I am attempting to write a wrapper for the statsmodels formula API (this is a simplified version, the function does more than this):
import statsmodels.formula.api as smf
def wrapper(formula, data, **kwargs):
return smf.logit(formula, data).fit(**kwargs)
model = wrapper('y ~ x + square(x)', data=df)
statsmodels uses the patsy package to parse the formulas and create the design matrix. patsy allows user functions as part of formulas and obtains or evaluates the user function in the user namespace or environment.
as reference see eval_env keyword in http://patsy.readthedocs.org/en/latest/API-reference.html
from_formula is the method of models that implements the formula interface to patsy. It use
eval_env to provide the necessary information to patsy, which by default is the calling environment of the user. This can be overwritten by the user with the corresponding keyword argument.

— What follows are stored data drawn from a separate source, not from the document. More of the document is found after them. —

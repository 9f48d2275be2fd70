use chrono::NaiveDate;
use rust_decimal::Decimal;
use serde::Deserialize;
use validator::Validate;

use crate::models::{ApproverAssignment, InvoiceDirection, InvoiceStatus};

#[derive(Debug, Deserialize, Validate)]
pub struct CreateInvoiceRequest {
    #[validate(length(min = 1, max = 64, message = "number must be 1-64 characters"))]
    pub number: String,

    #[validate(length(min = 1, max = 200, message = "counterparty is required"))]
    pub counterparty: String,

    pub amount: Decimal,

    #[validate(length(equal = 3, message = "currency must be an ISO 4217 code"))]
    pub currency: Option<String>,

    pub direction: InvoiceDirection,

    pub due_date: Option<NaiveDate>,

    #[validate(length(max = 500))]
    pub description: Option<String>,
}

#[derive(Debug, Deserialize)]
pub struct InvoiceListParams {
    pub status: Option<InvoiceStatus>,
    pub direction: Option<InvoiceDirection>,
}

#[derive(Debug, Deserialize, Validate)]
pub struct ApproverRequest {
    #[validate(length(min = 1, max = 128))]
    pub approver_id: Option<String>,

    #[validate(length(min = 1, max = 100, message = "approver name is required"))]
    pub name: String,
}

impl From<ApproverRequest> for ApproverAssignment {
    fn from(req: ApproverRequest) -> Self {
        ApproverAssignment {
            approver_id: req.approver_id.map(|id| id.trim().to_string()),
            name: req.name.trim().to_string(),
        }
    }
}

/// Approvers in level order; the first one signs off level 1.
#[derive(Debug, Deserialize, Validate)]
pub struct SubmitForApprovalRequest {
    #[validate(nested)]
    pub approvers: Vec<ApproverRequest>,
}

#[derive(Debug, Default, Deserialize, Validate)]
pub struct DecisionRequest {
    #[validate(length(max = 1000))]
    #[serde(default)]
    pub comments: Option<String>,
}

The simplest way to define the eval_env is as an integer that indicates the stacklevel that patsy should use. from_formula is incrementing it to take account of the additional level in the statsmodels methods.
According to the comments, eval_env = 2 will use the next higher level from the level that creates the model, e.g. with
model = smf.logit(..., eval_env=2).
This creates to model, calls patsy and creates the design matrix,
model.fit() will estimate it and returns the results instance.